Our results highlight the relevance of balancing the goals of explanation and prediction in predictive biogeography: by exploring models with different sets of predictors, we show that environmental variation best explains genetic differentiation but is not enough to perform accurate predictions. Additionally, we show how mapping predictions and the related uncertainty allows for further investigation of model accuracy over space and gives directions to improve prediction. Finally, the goal of predicting is readily applicable to conservation biology. Policies aiming to create a network of preserved areas can use machine learning algorithms to predict areas of turnover and feed this information into approaches like systematic conservation planning (Margules and Pressey 2000, Nielsen et al. 2023). We suggest that, at least for birds, morphological traits should be included given their relevance for model accuracy. When the aim is to make predictions on a focal species based on all available data for a community, it is necessary to: 1) make sure the available data has good genetic sampling covering the area our focal species exist in; 2) include dispersal traits whenever possible to give more realistic predictions.
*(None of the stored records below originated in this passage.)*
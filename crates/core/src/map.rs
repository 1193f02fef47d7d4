//! Chamber grid, per-player fog of war, and move enumeration.

use std::collections::{BTreeSet, VecDeque};

use serde::Serialize;

use crate::types::{ChamberKind, Direction, Item, KeyId, PlayerId, Pos};

#[derive(Clone, Debug, PartialEq, Eq)]
pub struct PlayerTrap {
    pub owner: PlayerId,
    pub damage: i32,
    pub message: String,
}

#[derive(Clone, Debug, PartialEq, Eq)]
pub struct Chamber {
    pub pos: Pos,
    pub kind: ChamberKind,
    pub item: Option<Item>,
    pub required_key: Option<KeyId>,
    pub player_trap: Option<PlayerTrap>,
    explored: BTreeSet<PlayerId>,
}

impl Chamber {
    fn new(pos: Pos) -> Self {
        Self {
            pos,
            kind: ChamberKind::Empty,
            item: None,
            required_key: None,
            player_trap: None,
            explored: BTreeSet::new(),
        }
    }

    pub fn is_explored_by(&self, player: PlayerId) -> bool {
        self.explored.contains(&player)
    }

    /// Locked and still waiting for a key.
    pub fn is_blocking(&self) -> bool {
        self.kind == ChamberKind::Locked && self.required_key.is_some()
    }

    /// Clears a lock once its key has been used.
    pub fn unlock(&mut self) {
        self.kind = ChamberKind::Empty;
        self.required_key = None;
    }
}

#[derive(Clone, Copy, Debug)]
pub struct Move<'a> {
    pub target: Pos,
    pub direction: Direction,
    pub chamber: &'a Chamber,
    pub blocked: bool,
}

#[derive(Clone, Debug, PartialEq, Eq, Serialize)]
pub struct ChamberView {
    pub pos: Pos,
    pub kind: ChamberKind,
    pub item: Option<Item>,
    pub explored: bool,
    pub own_trap: bool,
}

#[derive(Clone, Debug, PartialEq, Eq, Serialize)]
pub struct MapView {
    pub width: usize,
    pub height: usize,
    pub cells: Vec<ChamberView>,
}

impl MapView {
    pub fn cell(&self, pos: Pos) -> Option<&ChamberView> {
        if pos.x < 0 || pos.y < 0 || pos.x as usize >= self.width || pos.y as usize >= self.height
        {
            return None;
        }
        self.cells.get(pos.y as usize * self.width + pos.x as usize)
    }
}

#[derive(Clone, Debug, PartialEq, Eq)]
pub struct Map {
    pub width: usize,
    pub height: usize,
    chambers: Vec<Chamber>,
    pub goal: Pos,
    pub spawns: Vec<Pos>,
}

impl Map {
    /// Every cell starts empty and unexplored. The goal defaults to the centre cell.
    pub fn new(width: usize, height: usize) -> Self {
        let mut chambers = Vec::with_capacity(width * height);
        for y in 0..height {
            for x in 0..width {
                chambers.push(Chamber::new(Pos::new(x as i32, y as i32)));
            }
        }
        Self {
            width,
            height,
            chambers,
            goal: Pos::new((width / 2) as i32, (height / 2) as i32),
            spawns: Vec::new(),
        }
    }

    pub fn in_bounds(&self, pos: Pos) -> bool {
        pos.x >= 0 && pos.y >= 0 && (pos.x as usize) < self.width && (pos.y as usize) < self.height
    }

    fn index(&self, pos: Pos) -> Option<usize> {
        self.in_bounds(pos).then(|| pos.y as usize * self.width + pos.x as usize)
    }

    pub fn chamber(&self, pos: Pos) -> Option<&Chamber> {
        self.index(pos).map(|index| &self.chambers[index])
    }

    pub fn chamber_mut(&mut self, pos: Pos) -> Option<&mut Chamber> {
        self.index(pos).map(move |index| &mut self.chambers[index])
    }

    pub fn chambers(&self) -> impl Iterator<Item = &Chamber> {
        self.chambers.iter()
    }

    pub fn kind_at(&self, pos: Pos) -> Option<ChamberKind> {
        self.chamber(pos).map(|chamber| chamber.kind)
    }

    pub fn set_kind(&mut self, pos: Pos, kind: ChamberKind) {
        if let Some(chamber) = self.chamber_mut(pos) {
            chamber.kind = kind;
        }
    }

    pub fn count_kind(&self, kind: ChamberKind) -> usize {
        self.chambers.iter().filter(|chamber| chamber.kind == kind).count()
    }

    pub fn is_corner(&self, pos: Pos) -> bool {
        let right = self.width as i32 - 1;
        let bottom = self.height as i32 - 1;
        (pos.x == 0 || pos.x == right) && (pos.y == 0 || pos.y == bottom)
    }

    /// Cells within Chebyshev distance 1 of the goal.
    pub fn is_center_block(&self, pos: Pos) -> bool {
        pos.chebyshev(self.goal) <= 1
    }

    /// Marks every in-bounds cell within `radius` of `center` as explored by `player`.
    /// Returns how many cells were newly explored.
    pub fn reveal(&mut self, player: PlayerId, center: Pos, radius: i32) -> usize {
        let mut newly = 0;
        for dy in -radius..=radius {
            for dx in -radius..=radius {
                let pos = Pos::new(center.x + dx, center.y + dy);
                if let Some(chamber) = self.chamber_mut(pos)
                    && chamber.explored.insert(player)
                {
                    newly += 1;
                }
            }
        }
        newly
    }

    pub fn is_explored(&self, player: PlayerId, pos: Pos) -> bool {
        self.chamber(pos).is_some_and(|chamber| chamber.is_explored_by(player))
    }

    pub fn explored_count(&self, player: PlayerId) -> usize {
        self.chambers.iter().filter(|chamber| chamber.is_explored_by(player)).count()
    }

    /// On-grid cardinal neighbours in north, south, east, west order.
    pub fn valid_moves(&self, pos: Pos) -> Vec<Move<'_>> {
        Direction::ALL
            .into_iter()
            .filter_map(|direction| {
                let target = pos.step(direction);
                self.chamber(target).map(|chamber| Move {
                    target,
                    direction,
                    chamber,
                    blocked: chamber.is_blocking(),
                })
            })
            .collect()
    }

    /// Fog-filtered copy: unexplored cells read as unknown and expose no item.
    pub fn visible_view(&self, player: PlayerId) -> MapView {
        let cells = self
            .chambers
            .iter()
            .map(|chamber| {
                let explored = chamber.is_explored_by(player);
                ChamberView {
                    pos: chamber.pos,
                    kind: if explored { chamber.kind } else { ChamberKind::Unknown },
                    item: if explored { chamber.item } else { None },
                    explored,
                    own_trap: chamber.player_trap.as_ref().is_some_and(|trap| trap.owner == player),
                }
            })
            .collect();
        MapView { width: self.width, height: self.height, cells }
    }

    /// Breadth-first reachability over 4-directional adjacency.
    /// `from` is always entered; every other cell must satisfy `passable`.
    pub fn path_exists(&self, from: Pos, to: Pos, passable: impl Fn(&Chamber) -> bool) -> bool {
        let Some(start) = self.index(from) else {
            return false;
        };
        if !self.in_bounds(to) {
            return false;
        }
        let mut seen = vec![false; self.chambers.len()];
        seen[start] = true;
        let mut queue = VecDeque::from([from]);
        while let Some(current) = queue.pop_front() {
            if current == to {
                return true;
            }
            for direction in Direction::ALL {
                let next = current.step(direction);
                let Some(index) = self.index(next) else {
                    continue;
                };
                if seen[index] || !passable(&self.chambers[index]) {
                    continue;
                }
                seen[index] = true;
                queue.push_back(next);
            }
        }
        false
    }
}
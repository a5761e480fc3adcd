//! Fixed-size worker pool for tile requests.
//!
//! # Architecture
//!
//! ```text
//! ┌─────────────┐                          ┌──────────┐
//! │ HTTP task A │──┐                    ┌──│ worker 0 │──┐
//! └─────────────┘  │   ┌────────────┐   │  └──────────┘  │
//!                  ├──►│ job queue  │───┤       ...      ├──► TileHandler
//! ┌─────────────┐  │   │  (mpsc)    │   │  ┌──────────┐  │
//! │ HTTP task B │──┘   └────────────┘   └──│ worker N │──┘
//! └─────────────┘                          └──────────┘
//!        ▲                                      │
//!        └────────── oneshot reply ─────────────┘
//! ```
//!
//! At most N requests are processed at once regardless of how many clients
//! are waiting. A worker always finishes the job it picked up, even when the
//! requester has gone away, so the result still lands in the tile cache.

use std::sync::{Arc, Mutex as StdMutex};

use async_trait::async_trait;
use tokio::sync::{mpsc, oneshot, Mutex};
use tokio::task::JoinHandle;
use tracing::{debug, info};

use crate::error::TileError;
use crate::floor::ImageSource;

use super::service::{TileRequest, TileResponse, TileService};

/// Default number of tile workers.
pub const DEFAULT_TILE_WORKERS: usize = 4;

/// Something that turns tile requests into tiles.
#[async_trait]
pub trait TileHandler: Send + Sync + 'static {
    async fn handle(&self, request: TileRequest) -> Result<TileResponse, TileError>;
}

#[async_trait]
impl<S> TileHandler for TileService<S>
where
    S: ImageSource + ?Sized + 'static,
{
    async fn handle(&self, request: TileRequest) -> Result<TileResponse, TileError> {
        self.get_tile(request).await
    }
}

struct TileJob {
    request: TileRequest,
    reply: oneshot::Sender<Result<TileResponse, TileError>>,
}

type JobQueue = Arc<Mutex<mpsc::UnboundedReceiver<TileJob>>>;

/// Pool of workers draining a shared tile request queue.
///
/// Dropping the dispatcher closes the queue; workers finish what is already
/// queued and then exit.
pub struct TileDispatcher {
    sender: StdMutex<Option<mpsc::UnboundedSender<TileJob>>>,
    workers: StdMutex<Vec<JoinHandle<()>>>,
    worker_count: usize,
}

impl TileDispatcher {
    /// Start `workers` worker tasks serving requests with `handler`.
    ///
    /// Must be called from within a tokio runtime. A worker count of zero is
    /// treated as one.
    pub fn spawn<H>(handler: Arc<H>, workers: usize) -> Self
    where
        H: TileHandler + ?Sized,
    {
        let worker_count = workers.max(1);
        let (sender, receiver) = mpsc::unbounded_channel();
        let queue: JobQueue = Arc::new(Mutex::new(receiver));

        let handles = (0..worker_count)
            .map(|id| {
                let handler = Arc::clone(&handler);
                let queue = Arc::clone(&queue);
                tokio::spawn(run_worker(id, handler, queue))
            })
            .collect();

        info!(workers = worker_count, "Started tile workers");

        Self {
            sender: StdMutex::new(Some(sender)),
            workers: StdMutex::new(handles),
            worker_count,
        }
    }

    /// Queue a request and wait for its tile.
    ///
    /// # Errors
    ///
    /// Returns [`TileError::Unavailable`] if the dispatcher has been shut
    /// down, otherwise whatever the handler returned.
    pub async fn submit(&self, request: TileRequest) -> Result<TileResponse, TileError> {
        let sender = self
            .sender
            .lock()
            .ok()
            .and_then(|sender| sender.clone())
            .ok_or(TileError::Unavailable)?;

        let (reply, response) = oneshot::channel();
        sender
            .send(TileJob { request, reply })
            .map_err(|_| TileError::Unavailable)?;

        response.await.map_err(|_| TileError::Unavailable)?
    }

    /// Stop accepting requests and wait for the workers to drain the queue.
    pub async fn shutdown(&self) {
        if let Ok(mut sender) = self.sender.lock() {
            sender.take();
        }

        let handles = match self.workers.lock() {
            Ok(mut workers) => std::mem::take(&mut *workers),
            Err(_) => Vec::new(),
        };
        for handle in handles {
            let _ = handle.await;
        }

        info!("Tile workers stopped");
    }

    pub fn worker_count(&self) -> usize {
        self.worker_count
    }

    /// Whether the dispatcher still accepts requests.
    pub fn is_running(&self) -> bool {
        self.sender
            .lock()
            .map(|sender| sender.is_some())
            .unwrap_or(false)
    }
}

async fn run_worker<H>(id: usize, handler: Arc<H>, queue: JobQueue)
where
    H: TileHandler + ?Sized,
{
    loop {
        // Only one idle worker waits on the receiver at a time
        let job = queue.lock().await.recv().await;
        let Some(job) = job else {
            break;
        };

        let result = handler.handle(job.request).await;
        if job.reply.send(result).is_err() {
            debug!(worker = id, "Tile requester went away before the reply");
        }
    }

    debug!(worker = id, "Tile worker exiting");
}
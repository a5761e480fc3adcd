//! End-to-end compositing scenarios at zoom 19 over the Hebb footprint.
//!
//! Tile (82654, 179471) covers N 49.26108 S 49.26064 E -123.24532 W -123.24600.
//! At this zoom the floor is drawn 149×114 pixels and its north-west corner
//! lands at canvas (1, 218), so it fills columns 1..150 and rows 218..256.
//! The rest of the floor continues in tile (82654, 179472), rows 0..78.

use axum::http::StatusCode;
use image::Rgba;

use super::test_utils::{
    build_server, campus_dataset, campus_server, campus_source, decode, get, tile_uri,
    ServerOptions, HEBB_TILE,
};

const HEBB_COLOR: Rgba<u8> = Rgba([200, 40, 40, 255]);

fn is_transparent(p: &Rgba<u8>) -> bool {
    p.0[3] == 0
}

#[tokio::test]
async fn test_floor_placement() {
    let server = campus_server();
    let (z, x, y) = HEBB_TILE;

    let (status, _, body) = get(&server.router, &tile_uri(z, x, y, "1")).await;
    assert_eq!(status, StatusCode::OK);

    let img = decode(&body);
    assert_eq!(img.dimensions(), (256, 256));

    // Inside the floor
    assert_eq!(*img.get_pixel(75, 240), HEBB_COLOR);
    assert_eq!(*img.get_pixel(1, 218), HEBB_COLOR);
    assert_eq!(*img.get_pixel(149, 255), HEBB_COLOR);

    // North of the floor
    assert!(is_transparent(img.get_pixel(75, 100)));
    assert!(is_transparent(img.get_pixel(75, 217)));
    // East of the floor
    assert!(is_transparent(img.get_pixel(200, 240)));
    assert!(is_transparent(img.get_pixel(150, 240)));
    // West of the floor
    assert!(is_transparent(img.get_pixel(0, 240)));
}

#[tokio::test]
async fn test_floor_continues_in_southern_neighbour() {
    let server = campus_server();
    let (z, x, y) = HEBB_TILE;

    let (status, _, body) = get(&server.router, &tile_uri(z, x, y + 1, "1")).await;
    assert_eq!(status, StatusCode::OK);

    let img = decode(&body);
    assert_eq!(*img.get_pixel(75, 10), HEBB_COLOR);
    assert_eq!(*img.get_pixel(75, 0), HEBB_COLOR);
    assert!(is_transparent(img.get_pixel(75, 100)));
    assert!(is_transparent(img.get_pixel(200, 10)));
}

#[tokio::test]
async fn test_repeat_request_served_from_memory() {
    let server = campus_server();
    let (z, x, y) = HEBB_TILE;
    let uri = tile_uri(z, x, y, "1");

    let (_, first_headers, first) = get(&server.router, &uri).await;
    assert_eq!(first_headers.get("x-tile-origin").unwrap(), "rendered");
    assert_eq!(server.source.load_count(), 1);

    let (_, second_headers, second) = get(&server.router, &uri).await;
    assert_eq!(second_headers.get("x-tile-origin").unwrap(), "memory");
    assert_eq!(first, second);
    assert_eq!(server.source.load_count(), 1);
}

#[tokio::test]
async fn test_floor_image_loaded_once_across_tiles() {
    let server = campus_server();
    let (z, x, y) = HEBB_TILE;

    get(&server.router, &tile_uri(z, x, y, "1")).await;
    get(&server.router, &tile_uri(z, x, y + 1, "1")).await;
    get(&server.router, &tile_uri(z - 1, x / 2, y / 2, "1")).await;

    assert_eq!(server.source.load_count(), 1);
}

#[tokio::test]
async fn test_concurrent_requests_single_render() {
    let server = build_server(
        campus_dataset(),
        campus_source(),
        ServerOptions {
            workers: Some(8),
            ..Default::default()
        },
    );
    let (z, x, y) = HEBB_TILE;
    let uri = tile_uri(z, x, y, "1");

    let mut handles = Vec::new();
    for _ in 0..16 {
        let router = server.router.clone();
        let uri = uri.clone();
        handles.push(tokio::spawn(async move { get(&router, &uri).await }));
    }

    let mut bodies = Vec::new();
    for handle in handles {
        let (status, _, body) = handle.await.unwrap();
        assert_eq!(status, StatusCode::OK);
        bodies.push(body);
    }

    assert!(bodies.windows(2).all(|w| w[0] == w[1]));
    assert_eq!(server.source.load_count(), 1);
}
Even though demographic traits did not lead to the highest observed increase in accuracy, they may also be included especially in species for which population connectivity is thought to be more correlated to life history strategies such as strong philopatry or unique social structures (Drake et al. 2022). As our results show, the use of machine learning approaches in predictive biogeography gains from incorporating extra predictor information but careful evaluation is needed to assess what type of information leads to the highest increase in prediction accuracy.